Evaluating Double Integrals over General Domains

Evaluating Double Integrals over General Domains

We recently saw that if $z = f(x, y)$ was a two variable real-valued function, then we could evaluate a double integral over a rectangular region $R = [a, b] \times [c, d]$ with iterated integrals, that is $\iint_R f(x, y) \: dA = \int_a^b \int_c^d f(x, y) \: dy \: dx = \int_c^d \int_a^b f(x, y) \: dx \: dy$.

However, we now need to develop a method to evaluate double integrals over general domains. There are two different types of regions for which we will need to integrate upon.

• Type 1 Region: The first type of region that we may need to integrate over would be in the form $D = \{ (x, y) : a ≤ x ≤ b , g_1(x) ≤ y ≤ g_2(x) \}$. These types of domains are sometimes called y-simple domains/regions. Note that $D$ represents the area trapped between the continuous curves $y = g_1(x)$ and $y = g_2 (x)$ for $a ≤ x ≤ b$.
• Type 2 Region: The second type of region that we may need to integrate over would be in the form $D = \{ (x, y) : h_1(y) ≤ x ≤ h_2(y) , c ≤ y ≤ d \}$. These types of domains are sometimes called x-simple domains/regions. Note that here, $D$ represents the area trapped between the continuous curves $x = h_1(y)$ and $x = h_2(x)$ for $c ≤ x ≤ d$.

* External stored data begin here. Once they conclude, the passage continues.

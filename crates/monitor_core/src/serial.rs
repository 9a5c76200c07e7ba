//! Conexão com a porta serial do dispositivo.

use crate::config::IngestionConfig;
use serialport::SerialPort;
use std::io::{self, Read};
use tracing::{debug, info, warn};

/// Erros fatais da sessão de ingestão.
#[derive(Debug, thiserror::Error)]
pub enum IngestError {
    #[error("Erro ao abrir porta {port}: {source}")]
    Open {
        port: String,
        #[source]
        source: serialport::Error,
    },

    #[error("Falha ao criar thread de ingestão: {0}")]
    Spawn(#[from] io::Error),
}

/// Handle exclusivo da porta serial aberta.
///
/// Fechado uma única vez, no `Drop`.
pub struct SerialLink {
    port: Box<dyn SerialPort>,
    name: String,
}

impl SerialLink {
    /// Abre a porta com o baud e timeout configurados.
    ///
    /// DTR e RTS são desligados logo após abrir para não resetar o
    /// dispositivo. Sem retry: quem chama decide se tenta de novo.
    pub fn open(config: &IngestionConfig) -> Result<Self, IngestError> {
        info!("Conectando a {} @ {} baud", config.port(), config.baud());

        let mut port = serialport::new(config.port(), config.baud())
            .timeout(config.read_timeout())
            .open()
            .map_err(|source| IngestError::Open {
                port: config.port().to_string(),
                source,
            })?;

        if let Err(e) = port.write_data_terminal_ready(false) {
            warn!("Não foi possível desligar DTR em {}: {e}", config.port());
        }
        if let Err(e) = port.write_request_to_send(false) {
            warn!("Não foi possível desligar RTS em {}: {e}", config.port());
        }

        Ok(Self {
            port,
            name: config.port().to_string(),
        })
    }
}

impl Read for SerialLink {
    fn read(&mut self, buf: &mut [u8]) -> io::Result<usize> {
        self.port.read(buf)
    }
}

impl Drop for SerialLink {
    fn drop(&mut self) {
        debug!("Porta {} liberada", self.name);
    }
}

/// Nomes das portas seriais disponíveis no sistema.
pub fn list_ports() -> Result<Vec<String>, serialport::Error> {
    Ok(serialport::available_ports()?
        .into_iter()
        .map(|p| p.port_name)
        .collect())
}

Now recall that if $D \subseteq D(f)$ and if $R = [a, b] \times [c, d]$ is a rectangle that contains $D$ then for $\hat{f} = \left\{\begin{matrix} f(x,y) & \mathrm{if} (x,y) \in D \\ 0 & \mathrm{if} (x,y) \not \in D \end{matrix}\right.$ we have that:

(1)
\begin{align} \quad \iint_D f(x, y) \: dA =\iint_R \hat{f} (x, y) \: dA = \int_a^b \int_c^d \hat{f} (x, y) \: dy \: dx = \int_c^d \int_a^b \hat{f} (x, y) \: dx \: dy \end{align}

Let's first consider Type 1 Regions. We note that if $(x, y)$ is such that $y < g_1(x)$ or if $y > g_2(x)$, then $(x, y) \not \in D$ and so $\hat{f} (x, y) = 0$. Since $f(x, y) = \hat{f}(x,y)$ when $g_1(x) ≤ y ≤ g_2(x)$, we have that:

(2)
\begin{align} \quad \int_c^d \hat{f} (x, y) \: dy = \int_{g_1(x)}^{g_2(x)} \hat{f} (x, y) \: dy = \int_{g_1(x)}^{g_2(x)} f(x, y) \: dy \end{align}

Therefore we can evaluate the double integral over $D = \{ (x, y) : a ≤ x ≤ b , g_1(x) ≤ y ≤ g_2(x) \}$ with the following formula:

(3)
\begin{align} \quad \iint_D f(x,y) \: dA = \int_a^b \int_{g_1(x)}^{g_2(x)} f(x, y) \: dy \: dx \end{align}

Now let's consider Type 2 Regions. We note that if $(x, y)$ is such that $x < h_1(y)$ or if $x > h_2(y)$, then $(x, y) \not \in D$ and so $\hat{f} (x, y) = 0$. Since $f(x, y) = \hat{f}(x, y)$ when $h_1(y) ≤ x ≤ h_2(y)$, we have that:

(4)
\begin{align} \quad \int_a^b \hat{f} (x, y) \: dx = \int_{h_1(y)}^{h_2(y)} \hat{f} (x, y) \: dx = \int_{h_1(x)}^{h_2(x)} f(x,y) \: dx \end{align}

Therefore we can evaluate the double integral over $D = \{ (x, y) : h_1(y) ≤ x ≤ h_2(y) , c ≤ y ≤ d \}$ with the following formula:

(5)
\begin{align} \quad \iint_D f(x,y) \: dA = \int_c^d \int_{h_1(y)}^{h_2(y)} f(x, y) \: dx \: dy \end{align}
 Remark 1: For type 1 regions an alternative notation for the double integral over $D$ is $\iint_D f(x, y) \: dA = \int_a^b \: dx \int_{g_1(x)}^{g_2(x)} f(x, y) \: dy$, and similarly for type 2 regions we have $\iint_D f(x, y) \: dA = \int_c^d \: dy \int_{h_1(y)}^{h_2(y)} f(x, y) \: dx$.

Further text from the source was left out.